Trump says US conducting CIA covert operations inside Venezuela

US President Donald Trump said on Wednesday that he has authorised the CIA to conduct covert operations inside Venezuela, a rare confirmation from any sitting US leader about the intelligence agency's operations.
The acknowledgement comes after the US military carried out a series of deadly strikes against alleged drug-smuggling boats in the Caribbean, destroying at least five boats since early September and killing 27.
Four of those boats have come from Venezuela, according to reports.
“I authorised for two reasons, really. Number one, they have emptied their prisons into the United States of America,” Trump said at the Oval Office late Wednesday.

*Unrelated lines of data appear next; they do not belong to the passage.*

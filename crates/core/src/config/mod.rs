use std::path::Path;

use serde::{Deserialize, Serialize};

use crate::{RenderError, Result};

/// Top-level configuration structure for the engine.
#[derive(Debug, Clone, Default, PartialEq, Serialize, Deserialize)]
#[serde(default)]
pub struct EngineConfig {
    pub mesh: MeshConfig,
    pub attachments: AttachmentConfig,
    pub compat: CompatConfig,
}

impl EngineConfig {
    /// Parses a JSON document. Missing fields keep their defaults.
    pub fn from_json_str(text: &str) -> Result<Self> {
        let config: Self = serde_json::from_str(text)?;
        config.validate()?;
        Ok(config)
    }

    pub fn load(path: &Path) -> Result<Self> {
        let text = std::fs::read_to_string(path)?;
        Self::from_json_str(&text)
    }

    /// Mesh grids must be even in both directions so the seam falls between
    /// two vertex lines, and large enough to have a cell on each side of it.
    pub fn validate(&self) -> Result<()> {
        for (label, width, height) in [
            ("warp", self.mesh.warp_width, self.mesh.warp_height),
            ("composite", self.mesh.composite_width, self.mesh.composite_height),
        ] {
            if width < 4 || height < 4 || width % 2 != 0 || height % 2 != 0 {
                return Err(RenderError::Config(format!(
                    "{label} mesh must be even and at least 4x4, got {width}x{height}"
                )));
            }
        }
        Ok(())
    }
}

/// Grid resolutions of the two full-screen meshes.
#[derive(Debug, Clone, PartialEq, Serialize, Deserialize)]
#[serde(default)]
pub struct MeshConfig {
    pub warp_width: u32,
    pub warp_height: u32,
    pub composite_width: u32,
    pub composite_height: u32,
}

impl Default for MeshConfig {
    fn default() -> Self {
        Self {
            warp_width: 48,
            warp_height: 36,
            composite_width: 32,
            composite_height: 24,
        }
    }
}

/// Pixel formats of the offscreen attachments.
#[derive(Debug, Clone, PartialEq, Serialize, Deserialize)]
#[serde(default)]
pub struct AttachmentConfig {
    pub color: AttachmentFormat,
    pub motion: AttachmentFormat,
}

impl Default for AttachmentConfig {
    fn default() -> Self {
        Self {
            color: AttachmentFormat::Rgba8,
            motion: AttachmentFormat::Rg32Float,
        }
    }
}

#[derive(Debug, Clone, Copy, PartialEq, Eq, Serialize, Deserialize)]
#[serde(rename_all = "snake_case")]
pub enum AttachmentFormat {
    Rgba8,
    Rgba16Float,
    Rg32Float,
}

/// Switches that reproduce quirks of the reference renderer.
#[derive(Debug, Clone, Default, PartialEq, Serialize, Deserialize)]
#[serde(default)]
pub struct CompatConfig {
    /// Use the default composite body whenever the warp shader text is empty,
    /// regardless of the composite text itself.
    pub composite_follows_warp_source: bool,
}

“And the other thing, the drugs, we have a lot of drugs coming in from Venezuela, and a lot of the Venezuelan drugs come in through the sea.”
Trump said the administration “is looking at land” as it considers further strikes in the region, but declined to say whether the CIA has the authority to take action against President Nicolás Maduro.
Maduro pushes back
On Wednesday, Maduro lashed out at the record of the US spy agency in various conflicts around the world and called for peace.
Maduro addressed a televised event of the National Council for Sovereignty and Peace, which comprises representatives from various political, economic, academic, and cultural sectors in Venezuela.
“Not war, yes peace, not war. Is that how you would say it? Who speaks English? Not war, but yes, peace, for the people of the United States, please," Maduro said, speaking in English.
He criticised the CIA, tying it to recent US-led military interventions: “No to regime change that reminds us so much of ... the failed eternal wars in Afghanistan, Iraq, Libya and so on.”
Also, Venezuela’s Foreign Ministry, in a statement, rejected what it called “the bellicose and extravagant statements by the president of the United States, in which he publicly admits to having authorised operations to act against the peace and stability of Venezuela.”
Crackdown on dissent
Meanwhile, on Monday afternoon, Venezuelan human rights activist Yendri Velásquez and political consultant Luis Peche Arteaga were shot while leaving a building in the north of Bogota by two unidentified people waiting for them in a car.
It was not immediately clear who was behind their shooting. Colombian authorities said they were investigating the attack.
The hit-style shooting of two Venezuelan activists in Colombia's capital is fuelling fears among Venezuela's diaspora that a crackdown on dissent by Maduro is seeping beyond the South American nation's borders.
The two men were among an exodus of political opposition and civil society leaders who fled Venezuela after Maduro was widely accused of stealing last year's election, and the government detained more than 2,000 people, including human rights defenders and critics.
Recently, Venezuela has once again come roaring into the spotlight. Days before the attack, opposition leader María Corina Machado was awarded the 2025 Nobel Peace Prize by a committee elected by the Norwegian parliament.
The same day of the shooting, Maduro announced he was closing the Venezuelan embassy in Oslo in what is believed to be an act of retaliation.